M. Adrien Taquet, secrétaire d’État. Tout d’abord, je ne joue pas sur la corde sensible, monsieur le rapporteur. Je suis un garçon pragmatique, et vous le savez. Nous avons eu, à plusieurs reprises, l’occasion de parler de l’aide sociale à l’enfance, sujet que vous connaissez bien, et pour cause.
Je joue d’autant moins sur la corde sensible que je sais que vous êtes nombreux à avoir été présidents de conseils départementaux, ou vice-présidents chargés de l’enfance.
M. Philippe Bas, rapporteur. Ou les deux !
M. Adrien Taquet, secrétaire d’État. Ou les deux, pour les plus ambitieux d’entre vous ! Ce n’est donc pas sur ce terrain-là que je me place.

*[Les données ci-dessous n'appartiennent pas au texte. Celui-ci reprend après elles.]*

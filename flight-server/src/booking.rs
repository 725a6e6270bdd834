//! Seat purchase.
//!
//! The seat check here is only a fast path for a helpful error message. The
//! authoritative guard is the inventory's conditional decrement, so two
//! buyers racing for the last seats cannot both succeed.

use chrono::{DateTime, Utc};
use serde::Serialize;
use tracing::{info, warn};

use crate::domain::{City, Segment, SegmentId};
use crate::inventory::{Inventory, InventoryError, SeatUpdate};

/// Error from a purchase.
#[derive(Debug, Clone, thiserror::Error)]
pub enum PurchaseError {
    /// Invalid purchase request
    #[error("invalid purchase request: {0}")]
    InvalidRequest(String),

    /// No such segment
    #[error("segment {0} not found")]
    NotFound(SegmentId),

    /// Not enough free seats
    #[error("segment {id} has {available} seats left, {requested} requested")]
    InsufficientInventory {
        id: SegmentId,
        requested: u32,
        available: u32,
    },

    /// The inventory could not be read or written
    #[error(transparent)]
    Inventory(#[from] InventoryError),
}

/// Proof of a completed purchase.
#[derive(Debug, Clone, PartialEq, Eq, Serialize)]
pub struct Receipt {
    pub segment_id: SegmentId,
    pub origin: City,
    pub destination: City,
    pub departure: Option<DateTime<Utc>>,
    pub arrival: DateTime<Utc>,

    /// Seats bought
    pub quantity: u32,

    /// Per-seat price times quantity; absent if the segment is unpriced
    pub price: Option<u64>,
}

impl Receipt {
    /// Receipt for `quantity` seats on `segment`.
    pub fn for_purchase(segment: &Segment, quantity: u32) -> Self {
        Self {
            segment_id: segment.id,
            origin: segment.origin.clone(),
            destination: segment.destination.clone(),
            departure: segment.departure,
            arrival: segment.arrival,
            quantity,
            price: segment
                .price
                .map(|per_seat| u64::from(per_seat) * u64::from(quantity)),
        }
    }
}

/// Sells seats out of an inventory.
pub struct Booking<'a, I: Inventory> {
    inventory: &'a I,
}

impl<'a, I: Inventory> Booking<'a, I> {
    pub fn new(inventory: &'a I) -> Self {
        Self { inventory }
    }

    /// Buy `quantity` seats on segment `id`.
    ///
    /// # Errors
    ///
    /// - [`PurchaseError::InvalidRequest`] if `quantity` is zero
    /// - [`PurchaseError::NotFound`] if the segment does not exist
    /// - [`PurchaseError::InsufficientInventory`] if fewer than `quantity`
    ///   seats are free, either up front or by the time the decrement runs
    pub fn buy(&self, id: &SegmentId, quantity: u32) -> Result<Receipt, PurchaseError> {
        if quantity == 0 {
            return Err(PurchaseError::InvalidRequest(
                "seat count must be at least one".to_string(),
            ));
        }

        let segment = self
            .inventory
            .get_segment(id)?
            .ok_or(PurchaseError::NotFound(*id))?;

        if quantity > segment.seats {
            return Err(PurchaseError::InsufficientInventory {
                id: *id,
                requested: quantity,
                available: segment.seats,
            });
        }

        match self.inventory.decrement_seats(id, quantity)? {
            SeatUpdate::Applied => {
                info!(segment = %id, quantity, "seats sold");
                Ok(Receipt::for_purchase(&segment, quantity))
            }
            SeatUpdate::Rejected => {
                warn!(segment = %id, quantity, "seat decrement rejected after check");
                Err(self.explain_rejection(id, quantity)?)
            }
        }
    }

    /// Work out why a conditional decrement changed nothing.
    fn explain_rejection(&self, id: &SegmentId, quantity: u32) -> Result<PurchaseError, InventoryError> {
        Ok(match self.inventory.get_segment(id)? {
            None => PurchaseError::NotFound(*id),
            Some(current) => PurchaseError::InsufficientInventory {
                id: *id,
                requested: quantity,
                available: current.seats,
            },
        })
    }
}

#[cfg(test)]
mod tests {
    use super::*;
    use crate::inventory::{InMemoryInventory, SegmentFilter};
    use std::sync::Mutex;
    use uuid::Uuid;

    fn city(s: &str) -> City {
        City::parse(s).unwrap()
    }

    fn at(secs: i64) -> DateTime<Utc> {
        DateTime::from_timestamp(secs, 0).unwrap()
    }

    fn segment(n: u128, seats: u32, price: Option<u32>) -> Segment {
        Segment {
            id: SegmentId::from_uuid(Uuid::from_u128(n)),
            origin: city("A"),
            destination: city("B"),
            seats,
            price,
            departure: Some(at(1000)),
            arrival: at(2000),
        }
    }

    fn seats_left(inventory: &InMemoryInventory, id: &SegmentId) -> u32 {
        inventory.get_segment(id).unwrap().unwrap().seats
    }

    #[test]
    fn purchase_decrements_and_prices_receipt() {
        let flight = segment(1, 5, Some(20));
        let id = flight.id;
        let inventory = InMemoryInventory::with_segments([flight]).unwrap();
        let booking = Booking::new(&inventory);

        let receipt = booking.buy(&id, 3).unwrap();

        assert_eq!(receipt.quantity, 3);
        assert_eq!(receipt.price, Some(60));
        assert_eq!(receipt.segment_id, id);
        assert_eq!(receipt.origin, city("A"));
        assert_eq!(receipt.destination, city("B"));
        assert_eq!(seats_left(&inventory, &id), 2);

        // The second buyer asks for more than is left
        let second = booking.buy(&id, 3);
        assert!(matches!(
            second,
            Err(PurchaseError::InsufficientInventory {
                requested: 3,
                available: 2,
                ..
            })
        ));
        assert_eq!(seats_left(&inventory, &id), 2);
    }

    #[test]
    fn concurrent_buyers_never_oversell() {
        let flight = segment(1, 5, Some(20));
        let id = flight.id;
        let inventory = InMemoryInventory::with_segments([flight]).unwrap();

        let results: Vec<_> = std::thread::scope(|s| {
            let handles: Vec<_> = (0..2)
                .map(|_| s.spawn(|| Booking::new(&inventory).buy(&id, 3)))
                .collect();
            handles.into_iter().map(|h| h.join().unwrap()).collect()
        });

        let sold = results.iter().filter(|r| r.is_ok()).count();
        assert_eq!(sold, 1);
        assert!(results.iter().any(|r| matches!(
            r,
            Err(PurchaseError::InsufficientInventory { .. })
        )));
        assert_eq!(seats_left(&inventory, &id), 2);
    }

    #[test]
    fn buying_every_seat_is_allowed() {
        let flight = segment(1, 4, Some(10));
        let id = flight.id;
        let inventory = InMemoryInventory::with_segments([flight]).unwrap();

        let receipt = Booking::new(&inventory).buy(&id, 4).unwrap();

        assert_eq!(receipt.price, Some(40));
        assert_eq!(seats_left(&inventory, &id), 0);
    }

    #[test]
    fn unpriced_segment_has_no_receipt_price() {
        let flight = segment(1, 4, None);
        let id = flight.id;
        let inventory = InMemoryInventory::with_segments([flight]).unwrap();

        let receipt = Booking::new(&inventory).buy(&id, 2).unwrap();

        assert_eq!(receipt.price, None);
        assert_eq!(receipt.quantity, 2);
    }

    #[test]
    fn receipt_price_does_not_overflow() {
        let receipt = Receipt::for_purchase(&segment(1, u32::MAX, Some(u32::MAX)), u32::MAX);
        assert_eq!(
            receipt.price,
            Some(u64::from(u32::MAX) * u64::from(u32::MAX))
        );
    }

    #[test]
    fn zero_seats_is_invalid() {
        let flight = segment(1, 4, Some(10));
        let id = flight.id;
        let inventory = InMemoryInventory::with_segments([flight]).unwrap();

        let result = Booking::new(&inventory).buy(&id, 0);

        assert!(matches!(result, Err(PurchaseError::InvalidRequest(_))));
        assert_eq!(seats_left(&inventory, &id), 4);
    }

    #[test]
    fn unknown_segment_is_not_found() {
        let inventory = InMemoryInventory::new();
        let id = SegmentId::from_uuid(Uuid::from_u128(7));

        let result = Booking::new(&inventory).buy(&id, 1);

        assert!(matches!(result, Err(PurchaseError::NotFound(missing)) if missing == id));
    }

    /// Store whose reads lag behind its writes: every lookup returns the
    /// snapshot it was built with, while decrements see `live_seats`.
    struct StaleInventory {
        snapshot: Segment,
        live_seats: Mutex<Option<u32>>,
    }

    impl Inventory for StaleInventory {
        fn find_segments(&self, _: &SegmentFilter) -> Result<Vec<Segment>, InventoryError> {
            Ok(vec![self.snapshot.clone()])
        }

        fn get_segment(&self, id: &SegmentId) -> Result<Option<Segment>, InventoryError> {
            Ok((self.snapshot.id == *id).then(|| self.snapshot.clone()))
        }

        fn decrement_seats(&self, _: &SegmentId, count: u32) -> Result<SeatUpdate, InventoryError> {
            let mut live = self.live_seats.lock().unwrap();
            match *live {
                Some(seats) if seats >= count => {
                    *live = Some(seats - count);
                    Ok(SeatUpdate::Applied)
                }
                _ => Ok(SeatUpdate::Rejected),
            }
        }
    }

    #[test]
    fn rejected_decrement_reports_insufficient_inventory() {
        let inventory = StaleInventory {
            snapshot: segment(1, 5, Some(20)),
            live_seats: Mutex::new(Some(1)),
        };
        let id = inventory.snapshot.id;

        let result = Booking::new(&inventory).buy(&id, 3);

        // The stale read said 5 seats; the decrement still refused
        assert!(matches!(
            result,
            Err(PurchaseError::InsufficientInventory { requested: 3, .. })
        ));
        assert_eq!(*inventory.live_seats.lock().unwrap(), Some(1));
    }

    /// Store where the segment disappears between lookup and decrement.
    struct VanishingInventory {
        snapshot: Segment,
        reads: Mutex<usize>,
    }

    impl Inventory for VanishingInventory {
        fn find_segments(&self, _: &SegmentFilter) -> Result<Vec<Segment>, InventoryError> {
            Ok(Vec::new())
        }

        fn get_segment(&self, _: &SegmentId) -> Result<Option<Segment>, InventoryError> {
            let mut reads = self.reads.lock().unwrap();
            *reads += 1;
            Ok((*reads == 1).then(|| self.snapshot.clone()))
        }

        fn decrement_seats(&self, _: &SegmentId, _: u32) -> Result<SeatUpdate, InventoryError> {
            Ok(SeatUpdate::Rejected)
        }
    }

    #[test]
    fn rejected_decrement_on_vanished_segment_is_not_found() {
        let inventory = VanishingInventory {
            snapshot: segment(1, 5, Some(20)),
            reads: Mutex::new(0),
        };
        let id = inventory.snapshot.id;

        let result = Booking::new(&inventory).buy(&id, 1);

        assert!(matches!(result, Err(PurchaseError::NotFound(_))));
    }

    #[test]
    fn inventory_failure_propagates() {
        struct Down;

        impl Inventory for Down {
            fn find_segments(&self, _: &SegmentFilter) -> Result<Vec<Segment>, InventoryError> {
                Err(InventoryError::Unavailable("down".to_string()))
            }
            fn get_segment(&self, _: &SegmentId) -> Result<Option<Segment>, InventoryError> {
                Err(InventoryError::Unavailable("down".to_string()))
            }
            fn decrement_seats(&self, _: &SegmentId, _: u32) -> Result<SeatUpdate, InventoryError> {
                Err(InventoryError::Unavailable("down".to_string()))
            }
        }

        let result = Booking::new(&Down).buy(&SegmentId::from_uuid(Uuid::from_u128(1)), 1);

        assert!(matches!(result, Err(PurchaseError::Inventory(_))));
    }
}
//! Domain types for the flight itinerary planner.
//!
//! This module contains the core domain model types that represent
//! validated catalogue data. All types enforce their invariants at
//! construction time, so code that receives these types can trust their
//! validity.

mod city;
mod error;
mod itinerary;
mod segment;
mod segment_id;

pub use city::{City, InvalidCity};
pub use error::DomainError;
pub use itinerary::{Category, Itinerary};
pub use segment::Segment;
pub use segment_id::{InvalidSegmentId, SegmentId};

Vous savez tout comme moi combien la situation de ces jeunes qui atteignent l’âge de 18 ans est difficile, en ce moment plus qu’en temps normal. Aucun d’entre nous, je le sais, ne veut les voir à la rue.
Ensuite, monsieur Savary, vous avez raison ! Quatre mois, c’est probablement une prolongation insuffisante. Cependant, je ne crois pas que la question de l’autonomie se pose à 18 ans moins le quart. Je considère qu’elle se prépare bien avant, ce qui pose la question de la scolarité des enfants de l’aide sociale à l’enfance. L’accompagnement de ces gamins vers l’autonomie se travaille en amont.
Par conséquent, malgré l’opprobre que cela m’a valu, je suis contre les dispositifs qui ont été débattus à l’Assemblée nationale pour prolonger artificiellement, de mon point de vue, la majorité de 18 à 21 ans. À l’époque, cela aurait représenté un surcoût de 2 milliards d’euros pour les départements, ce à quoi je m’étais opposé.
Je considère néanmoins qu’il est important que l’aide sociale à l’enfance accompagne les jeunes de cette tranche d’âge. Pour cela, nous avons déjà voté 50 millions d’euros de crédits pour la période passée.
M. René-Paul Savary. Le compte n’y était pas !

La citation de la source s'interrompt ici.